Exercise goal
The response should contain only those lines of the entries below that include the string "IoBound".
▼
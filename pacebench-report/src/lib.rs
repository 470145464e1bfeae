#![warn(missing_docs)]
//! pacebench Report - Documents, Serialization and Aggregation
//!
//! - `BenchmarkDocument` / `ConcurrencyDocument`: one per invocation
//! - `to_json` / `from_document`: checked (de)serialization
//! - `aggregate_*`: cross-run summaries grouped by runtime identity
//! - Plain-text rendering for the terminal

mod aggregate;
mod document;
mod render;

pub use aggregate::{
    CaseSummary, ConcurrencySummaryEntry, StrategySummary, Summary, SummaryEntries, SummaryEntry,
    SummarySuite, aggregate_concurrency_documents, aggregate_documents,
    aggregate_documents_against, compare_identities,
};
pub use document::{
    BenchmarkDocument, ConcurrencyDocument, Document, DocumentKey, DocumentKind,
    ROUND_TRIP_TOLERANCE, from_document, to_json,
};
pub use render::{
    format_benchmark_document, format_concurrency_document, format_concurrency_summary,
    format_micro_summary,
};

use thiserror::Error;

/// Errors raised while building, reading or aggregating documents
#[derive(Debug, Clone, PartialEq, Error)]
pub enum ReportError {
    /// Input is not a valid document
    #[error("malformed document: {0}")]
    MalformedDocument(String),

    /// Serialized output did not parse back to an equal document
    #[error("document changed across a serialization round trip: {0}")]
    RoundTripMismatch(String),

    /// Aggregation was asked to summarize nothing
    #[error("no result documents to aggregate")]
    NoInputData,

    /// The serializer itself failed
    #[error("serialization failed: {0}")]
    Serialize(String),

    /// Statistics over an empty sample set
    #[error(transparent)]
    Stats(#[from] pacebench_stats::StatsError),
}

/// Output format selection
#[derive(Debug, Clone, Copy, PartialEq, Eq, Default)]
pub enum OutputFormat {
    /// Pretty JSON
    Json,
    /// Human-readable terminal tables
    #[default]
    Human,
}

impl std::str::FromStr for OutputFormat {
    type Err = String;

    fn from_str(s: &str) -> Result<Self, Self::Err> {
        match s.to_lowercase().as_str() {
            "json" => Ok(OutputFormat::Json),
            "human" | "text" => Ok(OutputFormat::Human),
            other => Err(format!("Unknown output format: {}", other)),
        }
    }
}
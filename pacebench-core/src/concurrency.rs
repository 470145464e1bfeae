//! Concurrency Result Types
//!
//! Shared vocabulary of the strategy comparator (which produces these) and
//! the cross-run aggregator (which reads them back from documents).

use crate::EngineError;
use crate::catalog::{Catalog, WorkloadCase};
use pacebench_stats::speedup;
use serde::{Deserialize, Serialize};
use std::fmt;
use std::str::FromStr;

/// Character of the task fanned out by the comparator
#[derive(Debug, Clone, Copy, PartialEq, Eq, PartialOrd, Ord, Hash, Serialize, Deserialize)]
#[serde(rename_all = "snake_case")]
pub enum WorkloadKind {
    /// Burns CPU; only true parallelism speeds it up
    CpuBound,
    /// Blocks without using the CPU; any overlap speeds it up
    IoBound,
}

impl WorkloadKind {
    /// Every kind, in comparison order
    pub const ALL: [WorkloadKind; 2] = [WorkloadKind::CpuBound, WorkloadKind::IoBound];

    /// Catalog entry backing this kind
    pub fn case_name(self) -> &'static str {
        match self {
            WorkloadKind::CpuBound => "count_primes",
            WorkloadKind::IoBound => "io_wait",
        }
    }

    /// Wire name
    pub fn as_str(self) -> &'static str {
        match self {
            WorkloadKind::CpuBound => "cpu_bound",
            WorkloadKind::IoBound => "io_bound",
        }
    }
}

impl fmt::Display for WorkloadKind {
    fn fmt(&self, f: &mut fmt::Formatter<'_>) -> fmt::Result {
        f.write_str(self.as_str())
    }
}

/// Execution strategy compared by the comparator
#[derive(Debug, Clone, Copy, PartialEq, Eq, PartialOrd, Ord, Hash, Serialize, Deserialize)]
#[serde(rename_all = "lowercase")]
pub enum StrategyKind {
    /// All tasks on the calling thread
    Sequential,
    /// Shared-memory worker threads
    Threaded,
    /// Isolated-memory worker processes
    Multiprocess,
    /// Isolated but lightweight workers in one process
    Subinterpreter,
}

impl StrategyKind {
    /// Every strategy, in comparison order
    pub const ALL: [StrategyKind; 4] = [
        StrategyKind::Sequential,
        StrategyKind::Threaded,
        StrategyKind::Multiprocess,
        StrategyKind::Subinterpreter,
    ];

    /// Wire name
    pub fn as_str(self) -> &'static str {
        match self {
            StrategyKind::Sequential => "sequential",
            StrategyKind::Threaded => "threaded",
            StrategyKind::Multiprocess => "multiprocess",
            StrategyKind::Subinterpreter => "subinterpreter",
        }
    }
}

impl fmt::Display for StrategyKind {
    fn fmt(&self, f: &mut fmt::Formatter<'_>) -> fmt::Result {
        f.write_str(self.as_str())
    }
}

impl FromStr for StrategyKind {
    type Err = String;

    fn from_str(s: &str) -> Result<Self, Self::Err> {
        StrategyKind::ALL
            .into_iter()
            .find(|kind| kind.as_str().eq_ignore_ascii_case(s.trim()))
            .ok_or_else(|| {
                format!(
                    "unknown strategy `{s}` (expected one of: sequential, threaded, multiprocess, subinterpreter)"
                )
            })
    }
}

/// Category of a per-task failure
#[derive(Debug, Clone, Copy, PartialEq, Eq, Hash, Serialize, Deserialize)]
#[serde(rename_all = "snake_case")]
pub enum TaskErrorKind {
    /// The workload panicked
    Panicked,
    /// The workload returned an error
    WorkloadError,
    /// The worker did not answer within the configured timeout
    TimedOut,
    /// The worker process died while running the task
    WorkerCrashed,
    /// The strategy cannot run on this platform or for this workload
    StrategyUnsupported,
}

/// One failed task, recorded by index instead of aborting the strategy
#[derive(Debug, Clone, PartialEq, Eq, Serialize, Deserialize)]
pub struct TaskError {
    /// Index of the task in `0..task_count`
    pub task_index: usize,
    /// Failure category
    pub kind: TaskErrorKind,
    /// Human-readable detail
    pub message: String,
}

impl TaskError {
    /// Create a task error
    pub fn new(task_index: usize, kind: TaskErrorKind, message: impl Into<String>) -> Self {
        Self {
            task_index,
            kind,
            message: message.into(),
        }
    }
}

/// Outcome of one strategy run as a whole
#[derive(Debug, Clone, PartialEq, Eq, Serialize, Deserialize)]
#[serde(tag = "state", rename_all = "snake_case")]
pub enum StrategyStatus {
    /// Every task succeeded
    Completed,
    /// Some tasks failed; their errors are listed
    Partial,
    /// The strategy did not run
    Unsupported {
        /// Why it could not run
        reason: String,
    },
    /// Every task failed
    Failed {
        /// Summary of the failures
        reason: String,
    },
}
//! Percentile Computation
//!
//! Used by the cross-run summaries to report a median next to the mean, so a
//! single noisy document does not hide behind an average.

use crate::StatsError;

/// Compute a single percentile from samples.
///
/// Uses linear interpolation between nearest ranks. `percentile` is clamped
/// to `[0, 100]`.
///
/// # Examples
///
/// ```
/// # use pacebench_stats::compute_percentile;
/// let walls = [0.8, 1.0, 1.2];
/// assert_eq!(compute_percentile(&walls, 50.0).unwrap(), 1.0);
/// ```
pub fn compute_percentile(samples: &[f64], percentile: f64) -> Result<f64, StatsError> {
    match samples {
        [] => Err(StatsError::EmptyInput),
        [only] => Ok(*only),
        _ => {
            let mut sorted = samples.to_vec();
            sorted.sort_by(|a, b| a.partial_cmp(b).unwrap_or(std::cmp::Ordering::Equal));

            let n = sorted.len();
            let p = percentile.clamp(0.0, 100.0) / 100.0;

            let rank = p * (n - 1) as f64;
            let lower_idx = rank.floor() as usize;
            let upper_idx = (lower_idx + 1).min(n - 1);
            let fraction = rank - lower_idx as f64;

            Ok(sorted[lower_idx] + fraction * (sorted[upper_idx] - sorted[lower_idx]))
        }
    }
}

/// Median of the samples (50th percentile).
pub fn median(samples: &[f64]) -> Result<f64, StatsError> {
    compute_percentile(samples, 50.0)
}
//! Measurement Engine
//!
//! Batched wall-clock timing. Each repeat calls the workload `iterations`
//! times back to back and records one elapsed duration for the whole batch,
//! so per-call timer overhead is amortized over the batch.

use crate::catalog::{WorkloadCase, WorkloadError};
use crate::{EngineError, panic_message};
use pacebench_stats::{StatsError, aggregate};
use serde::{Deserialize, Serialize};
use std::hint::black_box;
use std::panic::{AssertUnwindSafe, catch_unwind};
use std::time::Instant;

/// Relative tolerance when checking stored statistics against their runs
pub const DERIVED_TOLERANCE: f64 = 1e-9;

/// Timing of one case across all repeats. Times are in seconds.
#[derive(Debug, Clone, PartialEq, Serialize, Deserialize)]
pub struct RunResult {
    /// Catalog name of the measured case
    pub case_name: String,
    /// Workload calls per repeat
    pub iterations: u32,
    /// Number of timed batches
    pub repeat: u32,
    /// Elapsed seconds of each batch, in execution order
    pub runs: Vec<f64>,
    /// Mean of `runs`
    pub mean_total: f64,
    /// Sample standard deviation of `runs` (0.0 for a single repeat)
    pub stddev_total: f64,
    /// `mean_total / iterations`
    pub mean_per_iteration: f64,
    /// `stddev_total / iterations`
    pub stddev_per_iteration: f64,
}

impl RunResult {
    /// Derive every statistic from raw batch durations
    pub fn from_runs(
        case_name: impl Into<String>,
        iterations: u32,
        runs: Vec<f64>,
    ) -> Result<Self, StatsError> {
        let (mean_total, stddev_total) = aggregate(&runs)?;
        let per = f64::from(iterations.max(1));
        Ok(Self {
            case_name: case_name.into(),
            iterations,
            repeat: runs.len() as u32,
            runs,
            mean_total,
            stddev_total,
            mean_per_iteration: mean_total / per,
            stddev_per_iteration: stddev_total / per,
        })
    }

    /// Structural invariants a persisted result must satisfy.
    ///
    /// Returns a description of the first violation found.
    pub fn check_invariants(&self) -> Result<(), String> {
        if self.iterations == 0 {
            return Err(format!("case `{}` has zero iterations", self.case_name));
        }
        if self.repeat == 0 {
            return Err(format!("case `{}` has zero repeats", self.case_name));
        }
        if self.runs.len() != self.repeat as usize {
            return Err(format!(
                "case `{}` has {} runs but repeat = {}",
                self.case_name,
                self.runs.len(),
                self.repeat
            ));
        }
        if let Some(bad) = self.runs.iter().find(|t| !t.is_finite() || **t < 0.0) {
            return Err(format!("case `{}` has an invalid run time {bad}", self.case_name));
        }
        if !self.stddev_total.is_finite() || self.stddev_total < 0.0 {
            return Err(format!(
                "case `{}` has an invalid stddev {}",
                self.case_name, self.stddev_total
            ));
        }

        let expected = Self::from_runs(self.case_name.as_str(), self.iterations, self.runs.clone())
            .map_err(|e| format!("case `{}`: {e}", self.case_name))?;
        if !self.approx_eq(&expected, DERIVED_TOLERANCE) {
            return Err(format!(
                "case `{}` statistics do not match its runs (mean_total {} vs {})",
                self.case_name, self.mean_total, expected.mean_total
            ));
        }
        Ok(())
    }

    /// Field-wise equality with floats compared to within `tolerance`
    /// (relative for large magnitudes, absolute near zero)
    pub fn approx_eq(&self, other: &Self, tolerance: f64) -> bool {
        let close = |a: f64, b: f64| (a - b).abs() <= tolerance * a.abs().max(b.abs()).max(1.0);

        self.case_name == other.case_name
            && self.iterations == other.iterations
            && self.repeat == other.repeat
            && self.runs.len() == other.runs.len()
            && self.runs.iter().zip(&other.runs).all(|(a, b)| close(*a, *b))
            && close(self.mean_total, other.mean_total)
            && close(self.stddev_total, other.stddev_total)
            && close(self.mean_per_iteration, other.mean_per_iteration)
            && close(self.stddev_per_iteration, other.stddev_per_iteration)
    }
}

/// Time `case` at `param`: `repeat` batches of `iterations` calls each.
///
/// The first workload error or panic aborts the case; nothing is retried.
pub fn measure(
    case: &WorkloadCase,
    param: u64,
    iterations: u32,
    repeat: u32,
) -> Result<RunResult, EngineError> {
    EngineError::ensure_positive("iterations", iterations.into())?;
    EngineError::ensure_positive("repeat", repeat.into())?;

    let failed = |message: String| EngineError::WorkloadExecution {
        case: case.name.to_string(),
        message,
    };

    let mut runs = Vec::with_capacity(repeat as usize);
    for round in 0..repeat {
        let start = Instant::now();
        let batch = catch_unwind(AssertUnwindSafe(|| {
            for _ in 0..iterations {
                black_box(case.call(black_box(param))?);
            }
            Ok::<(), WorkloadError>(())
        }));
        let elapsed = start.elapsed().as_secs_f64();

        match batch {
            Ok(Ok(())) => runs.push(elapsed),
            Ok(Err(err)) => return Err(failed(err.to_string())),
            Err(panic) => return Err(failed(format!("panicked: {}", panic_message(panic.as_ref())))),
        }
        tracing::trace!(case = case.name, round, elapsed, "batch finished");
    }

    let result = RunResult::from_runs(case.name, iterations, runs)?;
    tracing::debug!(
        case = case.name,
        mean_total = result.mean_total,
        stddev_total = result.stddev_total,
        "case measured"
    );
    Ok(result)
}

/// Measure every case at its default parameter, in order.
///
/// `on_done` is called after each case, for progress reporting.
pub fn measure_all(
    cases: &[WorkloadCase],
    iterations: u32,
    repeat: u32,
    mut on_done: impl FnMut(&RunResult),
) -> Result<Vec<RunResult>, EngineError> {
    let mut results = Vec::with_capacity(cases.len());
    for case in cases {
        tracing::info!(case = case.name, param = case.default_param, "measuring");
        let result = measure(case, case.default_param, iterations, repeat)?;
        on_done(&result);
        results.push(result);
    }
    Ok(results)
}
▲
Response to the exercise
    IoBound,
    pub const ALL: [WorkloadKind; 2] = [WorkloadKind::CpuBound, WorkloadKind::IoBound];
            WorkloadKind::IoBound => "io_wait",
            WorkloadKind::IoBound => "io_bound",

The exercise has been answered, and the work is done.